_What to work on_
Every line in the data below from the one containing "http_state = web::Data::new(build_http_state(pool, identity));" down to the one containing "let server_health_state = health_state.clone();", both included, must be retyped exactly; no other line is to appear.

*** Raw data ***

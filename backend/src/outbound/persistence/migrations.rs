//! Embedded schema migrations.
//!
//! Migrations run over a short-lived synchronous connection before the async
//! pool is built, so the server never serves traffic against a stale schema.

use diesel::Connection;
use diesel_migrations::{EmbeddedMigrations, MigrationHarness, embed_migrations};
use tracing::info;

/// All SQL migrations compiled into the binary.
pub const MIGRATIONS: EmbeddedMigrations = embed_migrations!();

/// Errors raised while applying migrations.
#[derive(Debug, thiserror::Error)]
pub enum MigrationError {
    /// Could not connect to the database.
    #[error("migration connection failed: {message}")]
    Connection {
        /// Underlying connection failure description.
        message: String,
    },
    /// A migration failed to apply.
    #[error("migration failed: {message}")]
    Apply {
        /// Underlying migration failure description.
        message: String,
    },
}

/// Apply all pending migrations against the given database.
pub fn run_pending_migrations(database_url: &str) -> Result<(), MigrationError> {
    let mut conn =
        diesel::PgConnection::establish(database_url).map_err(|err| MigrationError::Connection {
            message: err.to_string(),
        })?;

    let applied = conn
        .run_pending_migrations(MIGRATIONS)
        .map_err(|err| MigrationError::Apply {
            message: err.to_string(),
        })?;

    for migration in applied {
        info!(migration = %migration, "applied migration");
    }
    Ok(())
}
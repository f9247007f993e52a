//! Server construction, route wiring, and startup.

mod config;
mod state_builders;

pub use config::{ConfigError, ServerConfig};
use state_builders::build_http_state;

use std::sync::Arc;

use actix_web::{App, HttpServer, Scope, web};
#[cfg(feature = "metrics")]
use actix_web_prom::PrometheusMetricsBuilder;
use mockable::DefaultClock;
use tracing::info;
#[cfg(debug_assertions)]
use utoipa::OpenApi;
#[cfg(debug_assertions)]
use utoipa_swagger_ui::SwaggerUi;

#[cfg(debug_assertions)]
use crate::doc::ApiDoc;
use crate::domain::ports::IdentityProvider;
use crate::inbound::http::health::{HealthState, live, ready};
use crate::inbound::http::{accounts, meetups, reviews, users};
use crate::middleware::trace::Trace;
use crate::outbound::identity::JwtIdentityProvider;
use crate::outbound::persistence::{DbPool, PoolConfig, run_pending_migrations};

/// All REST routes under the `/api/v1` scope.
///
/// Shared between the server bootstrap and integration tests so both run
/// the same routing table.
pub fn api_scope() -> Scope {
    web::scope("/api/v1")
        .service(accounts::register_account)
        .service(accounts::login)
        .service(users::current_user)
        .service(users::my_meetups)
        .service(users::my_past_meetups)
        .service(meetups::list_meetups)
        .service(meetups::create_meetup)
        .service(meetups::get_meetup)
        .service(meetups::register_attendance)
        .service(meetups::unregister_attendance)
        .service(reviews::list_reviews)
        .service(reviews::submit_review)
}

/// Run the HTTP server until shutdown.
///
/// Applies pending migrations, builds the connection pool and state, binds,
/// and only then reports readiness.
pub async fn run(config: ServerConfig) -> std::io::Result<()> {
    info!(
        fingerprint = %config.secret_fingerprint(),
        "token signing secret loaded"
    );

    let identity: Arc<dyn IdentityProvider> = Arc::new(JwtIdentityProvider::new(
        config.token_secret(),
        Arc::new(DefaultClock),
    ));

    let Some(database_url) = config.database_url.clone() else {
        return Err(std::io::Error::other(
            "DATABASE_URL must be set to start the server",
        ));
    };

    run_pending_migrations(&database_url).map_err(std::io::Error::other)?;

    let pool = DbPool::new(PoolConfig::new(&database_url))
        .await
        .map_err(std::io::Error::other)?;

    let http_state = web::Data::new(build_http_state(pool, identity));
    let health_state = web::Data::new(HealthState::new());
    // Clone for the server factory so the readiness probe stays accessible.
    let server_health_state = health_state.clone();

    let server = HttpServer::new(move || {
        #[cfg_attr(not(debug_assertions), expect(unused_mut, reason = "Swagger is debug-only"))]
        let mut app = App::new()
            .app_data(http_state.clone())
            .app_data(server_health_state.clone())
            .wrap(Trace)
            .service(api_scope())
            .service(ready)
            .service(live);

        #[cfg(debug_assertions)]
        {
            app = app
                .service(SwaggerUi::new("/docs").url("/api-docs/openapi.json", ApiDoc::openapi()));
        }

        #[cfg(feature = "metrics")]
        let app = app.wrap(make_metrics());

        app
    })
    .bind(config.bind_addr())?;

    health_state.mark_ready();
    server.run().await
}

#[cfg(feature = "metrics")]
fn make_metrics() -> actix_web_prom::PrometheusMetrics {
    PrometheusMetricsBuilder::new("meetups")
        .endpoint("/metrics")
        .build()
        .expect("configure Prometheus metrics")
}
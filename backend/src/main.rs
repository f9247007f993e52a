//! Backend entry-point: configuration, tracing, and server startup.

use std::net::SocketAddr;

use backend::server::{self, ServerConfig};
use clap::Parser;
use tracing::warn;
use tracing_subscriber::{EnvFilter, fmt};

/// Community meetup backend server.
#[derive(Debug, Parser)]
#[command(name = "backend", about = "Community meetup backend server")]
struct Cli {
    /// Socket address to bind, overriding BIND_ADDR.
    #[arg(long)]
    bind: Option<SocketAddr>,

    /// PostgreSQL connection URL, overriding DATABASE_URL.
    #[arg(long)]
    database_url: Option<String>,
}

#[actix_web::main]
async fn main() -> std::io::Result<()> {
    if let Err(e) = fmt()
        .with_env_filter(EnvFilter::from_default_env())
        .json()
        .try_init()
    {
        warn!(error = %e, "tracing init failed");
    }

    let cli = Cli::parse();
    let mut config = ServerConfig::from_env().map_err(std::io::Error::other)?;
    if let Some(bind) = cli.bind {
        config = config.with_bind_addr(bind);
    }
    if let Some(database_url) = cli.database_url {
        config = config.with_database_url(database_url);
    }

    server::run(config).await
}
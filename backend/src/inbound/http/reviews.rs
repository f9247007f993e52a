//! Review HTTP handlers.
//!
//! ```text
//! GET  /api/v1/meetups/{id}/reviews
//! POST /api/v1/meetups/{id}/reviews {"rating":4,"comment":"Great"}
//! ```

use actix_web::{HttpResponse, get, post, web};
use serde::{Deserialize, Serialize};
use utoipa::ToSchema;
use uuid::Uuid;

use crate::domain::Error;
use crate::domain::ports::{AuthoredReviewPayload, ReviewPayload, SubmitReview};
use crate::inbound::http::ApiResult;
use crate::inbound::http::auth::BearerIdentity;
use crate::inbound::http::state::HttpState;

/// Request payload for submitting a review.
#[derive(Debug, Deserialize, Serialize, ToSchema)]
#[serde(rename_all = "camelCase")]
pub struct SubmitReviewRequestBody {
    /// Star rating between one and five.
    pub rating: i32,
    /// Free-text comment; must not be blank.
    pub comment: String,
}

/// All reviews for a meetup, newest first.
#[utoipa::path(
    get,
    path = "/api/v1/meetups/{id}/reviews",
    params(("id" = Uuid, Path, description = "Meetup identifier")),
    responses(
        (status = 200, description = "Reviews, newest first", body = [AuthoredReviewPayload]),
        (status = 404, description = "No such meetup", body = Error)
    ),
    tags = ["reviews"],
    operation_id = "listReviews",
    security([])
)]
#[get("/meetups/{id}/reviews")]
pub async fn list_reviews(
    state: web::Data<HttpState>,
    path: web::Path<Uuid>,
) -> ApiResult<web::Json<Vec<AuthoredReviewPayload>>> {
    let reviews = state.review_query.list_reviews(path.into_inner()).await?;
    Ok(web::Json(reviews))
}

/// Submit or update the caller's review of a meetup they attended.
#[utoipa::path(
    post,
    path = "/api/v1/meetups/{id}/reviews",
    params(("id" = Uuid, Path, description = "Meetup identifier")),
    request_body = SubmitReviewRequestBody,
    responses(
        (status = 201, description = "Review stored", body = ReviewPayload),
        (status = 400, description = "Invalid rating or comment", body = Error),
        (status = 401, description = "Unauthorized", body = Error),
        (status = 403, description = "Caller did not attend", body = Error),
        (status = 404, description = "No such meetup", body = Error)
    ),
    tags = ["reviews"],
    operation_id = "submitReview",
    security(("BearerToken" = []))
)]
#[post("/meetups/{id}/reviews")]
pub async fn submit_review(
    state: web::Data<HttpState>,
    path: web::Path<Uuid>,
    identity: BearerIdentity,
    payload: web::Json<SubmitReviewRequestBody>,
) -> ApiResult<HttpResponse> {
    let user_id = identity.require_user_id(state.identity.as_ref())?;
    let body = payload.into_inner();

    let review = state
        .reviews
        .submit_review(
            &user_id,
            SubmitReview {
                meetup_id: path.into_inner(),
                rating: body.rating,
                comment: body.comment,
            },
        )
        .await?;

    Ok(HttpResponse::Created().json(review))
}

#[cfg(test)]
#[path = "reviews_tests.rs"]
mod tests;
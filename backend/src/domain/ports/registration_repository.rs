//! Port for attendance registration persistence.
//!
//! The register operation is specified as a single atomic conditional
//! insert: adapters must evaluate the capacity check and the insert against
//! one consistent snapshot (row lock plus recount in SQL, a single mutex in
//! memory) so concurrent registrations can never overbook a meetup.

use std::collections::HashSet;

use async_trait::async_trait;
use chrono::{DateTime, Utc};
use uuid::Uuid;

use crate::domain::{Registration, UserId};

/// Errors raised by registration repository adapters.
#[derive(Debug, Clone, PartialEq, Eq, thiserror::Error)]
pub enum RegistrationRepositoryError {
    /// Repository connection could not be established.
    #[error("registration repository connection failed: {message}")]
    Connection {
        /// Adapter-level failure description.
        message: String,
    },
    /// Query or mutation failed during execution.
    #[error("registration repository query failed: {message}")]
    Query {
        /// Adapter-level failure description.
        message: String,
    },
}

impl RegistrationRepositoryError {
    /// Create a connection error with the given message.
    pub fn connection(message: impl Into<String>) -> Self {
        Self::Connection {
            message: message.into(),
        }
    }

    /// Create a query error with the given message.
    pub fn query(message: impl Into<String>) -> Self {
        Self::Query {
            message: message.into(),
        }
    }
}

/// New registration row handed to the adapter.
#[derive(Debug, Clone)]
pub struct NewRegistration {
    /// Identifier assigned by the caller.
    pub id: Uuid,
    /// Registering user.
    pub user_id: UserId,
    /// Target meetup.
    pub meetup_id: Uuid,
    /// Registration timestamp.
    pub registered_at: DateTime<Utc>,
}

/// Result of the atomic conditional registration insert.
#[derive(Debug, Clone, PartialEq, Eq)]
pub enum RegisterOutcome {
    /// The registration was inserted.
    Registered {
        /// The stored registration row.
        registration: Registration,
        /// Attendance count including this registration.
        registered_count: i64,
    },
    /// The meetup is already at capacity.
    CapacityExhausted,
    /// A registration for this `(user, meetup)` pair already exists.
    AlreadyRegistered,
    /// No meetup with the given id exists.
    MeetupMissing,
}

/// Port for the attendance roster of meetups.
#[cfg_attr(test, mockall::automock)]
#[async_trait]
pub trait RegistrationRepository: Send + Sync {
    /// Atomically insert a registration if the meetup exists, has spare
    /// capacity, and the user is not already registered.
    async fn register(
        &self,
        registration: NewRegistration,
    ) -> Result<RegisterOutcome, RegistrationRepositoryError>;

    /// Delete the registration for the pair. Returns whether a row existed.
    async fn unregister(
        &self,
        user_id: &UserId,
        meetup_id: Uuid,
    ) -> Result<bool, RegistrationRepositoryError>;

    /// Whether a registration currently exists for the pair.
    async fn exists(
        &self,
        user_id: &UserId,
        meetup_id: Uuid,
    ) -> Result<bool, RegistrationRepositoryError>;

    /// Derived attendance count for a meetup.
    async fn count_for_meetup(&self, meetup_id: Uuid)
    -> Result<i64, RegistrationRepositoryError>;

    /// Ids of all meetups the user is currently registered for.
    async fn meetup_ids_for_user(
        &self,
        user_id: &UserId,
    ) -> Result<HashSet<Uuid>, RegistrationRepositoryError>;
}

*** End of Raw data ***

_Solution to the problem_
    let http_state = web::Data::new(build_http_state(pool, identity));
    let health_state = web::Data::new(HealthState::new());
    // Clone for the server factory so the readiness probe stays accessible.
    let server_health_state = health_state.clone();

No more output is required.